Antipsychotic-associated sexual adverse drug reactions (ADRs) are well known in clinical practice, although efforts to understand differences between antipsychotics and distinct types of sexual ADRs are limited.

Objective

The aim of this study was to assess and prioritize the profile of each antipsychotic regarding sexual ADRs reporting, and to account for potential confounders.

Methods

We used VigiBase® to conduct a case/non-case study using a customized clinically guided search strategy of antipsychotic-related sexual ADRs. The reporting odds ratio (ROR) and Bayesian information component (IC) with relevant 95% confidence intervals (95% CIs) were used as disproportionality measures to identify signals of disproportionate reporting (SDRs). Antipsychotics were compared with all other drugs and with thiazides (positive control).
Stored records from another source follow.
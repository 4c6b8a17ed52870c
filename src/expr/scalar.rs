use std::any::Any;
use std::cmp::Ordering;
use std::fmt::Debug;
use std::hash::Hash;
use itertools::Itertools;
use crate::Result;
use crate::expr::Expr;
use crate::types::{AbstractDataType, DataType};

pub trait ScalarFunction: Debug + Send + Sync + CreateScalarFunction + ExtendScalarFunction {
    fn name(&self) -> &str;

    fn foldable(&self) -> bool {
        self.args().iter().all(|arg| arg.foldable())
    }

    /// False for functions whose value may differ between two evaluations over
    /// the same input, e.g. `rand()`.
    fn deterministic(&self) -> bool {
        true
    }

    fn nullable(&self) -> bool {
        true
    }

    fn data_type(&self) -> &DataType;

    fn args(&self) -> Vec<&Expr>;

    fn expects_input_types(&self) -> Option<Vec<AbstractDataType>> {
        None
    }

    fn check_input_data_types(&self) -> Result<()> {
        match self.expects_input_types() {
            None => {
                Ok(())
            },
            Some(input_types) => {
                let mut mismatches = Vec::new();
                for (i, (tp, input_type)) in self.args().into_iter().zip(input_types.iter()).enumerate() {
                    if !input_type.accepts_type(tp.data_type()) {
                        mismatches.push(format!("{} argument {} requires {:?}, but get {}", self.name(), i + 1, input_type, tp.data_type()));
                    }
                }
                if mismatches.is_empty() {
                    Ok(())
                } else {
                    Err(mismatches.into_iter().join(" "))
                }
            },
        }
    }
}

pub trait CreateScalarFunction {
    fn from_args(args: Vec<Expr>) -> Result<Box<dyn ScalarFunction>> where Self: Sized;

    fn create_function_expr(args: Vec<Expr>) -> Result<Expr> where Self: Sized {
        Ok(Expr::ScalarFunction(Self::from_args(args)?))
    }
}

pub trait ExtendScalarFunction {
    fn clone_box(&self) -> Box<dyn ScalarFunction>;
    fn as_any(&self) -> &dyn Any;
    fn rewrite_args(&self, args: Vec<Expr>) -> Box<dyn ScalarFunction>;
}

impl<T: ScalarFunction + CreateScalarFunction + Clone + 'static> ExtendScalarFunction for T {
    fn clone_box(&self) -> Box<dyn ScalarFunction> {
        Box::new(self.clone())
    }

    fn as_any(&self) -> &dyn Any {
        self
    }

    fn rewrite_args(&self, args: Vec<Expr>) -> Box<dyn ScalarFunction> {
        Self::from_args(args).unwrap()
    }
}

impl Clone for Box<dyn ScalarFunction> {
    fn clone(&self) -> Self {
        self.clone_box()
    }
}

impl PartialEq for Box<dyn ScalarFunction> {
    fn eq(&self, other: &Self) -> bool {
        if self.as_any().type_id() != other.as_any().type_id() {
            return false;
        }
        let args1 = self.args();
        let args2 = other.args();
        if args1.len() != args2.len() {
            return false;
        };
        args1.iter().zip(args2.iter()).all(|(a, b)| a == b)
    }
}

impl Eq for Box<dyn ScalarFunction> {}

impl PartialOrd for Box<dyn ScalarFunction> {
    fn partial_cmp(&self, other: &Self) -> Option<Ordering> {
        let args1 = self.args();
        let args2 = other.args();
        if args1.len() != args2.len() {
            return None;
        };
        for i in 0..args1.len() {
            match args1[i].partial_cmp(args2[i]) {
                None => return None,
                Some(Ordering::Equal) => continue,
                Some(ord) => return Some(ord),
            }
        }
        Some(Ordering::Equal)
    }
}

impl Hash for Box<dyn ScalarFunction> {
    fn hash<H: std::hash::Hasher>(&self, state: &mut H) {
        for x in self.args() {
            x.hash(state);
        }
    }
}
Sensitivity analyses included non-serious reports, excluding patients with potentially confounding co-medication(s), excluding adolescent and elderly patients, and including cases with co-reported hyperprolactinemia. Analyses were stratified by sex. Antipsychotics were ranked in terms of clinical priority using qualitative and quantitative criteria.

Results

We included 5195 cases of antipsychotic-related sexual ADRs (43.1% serious, median time to onset of 61 days, 36.1% physician-reported). Several SDRs emerged in males (erectile dysfunction [3487 reports; ROR 2.49, 95% CI 2.40–2.57]; priapism [2372 reports; ROR 15.55, 95% CI 14.82–16.32]) and females (decreased libido [373 reports; ROR 1.61, 95% CI 1.46–1.79]) for all antipsychotic classes, except for muscarinic antagonists in females (ROR 0.64, 95% CI 0.55–0.73; IC − 0.65, 95% CI − 0.86 to − 0.45). In both sexes, the highest number of reports were for risperidone, aripiprazole and olanzapine. The SDRs disappeared in the sensitivity analysis including only non-serious cases and cases with co-reported hyperprolactinemia. Sexual ADRs for all antipsychotics were classified as of moderate priority, with the exception of fluspirilene (low priority).

Conclusions

Notwithstanding limitations, including inability to infer causality, these findings raise the hypothesis that sexual ADRs could be a class effect of antipsychotics, yet possibly reversible, in both women and men.

Registration

The protocol is registered to the Open Science Framework: https://osf.io/96eq7.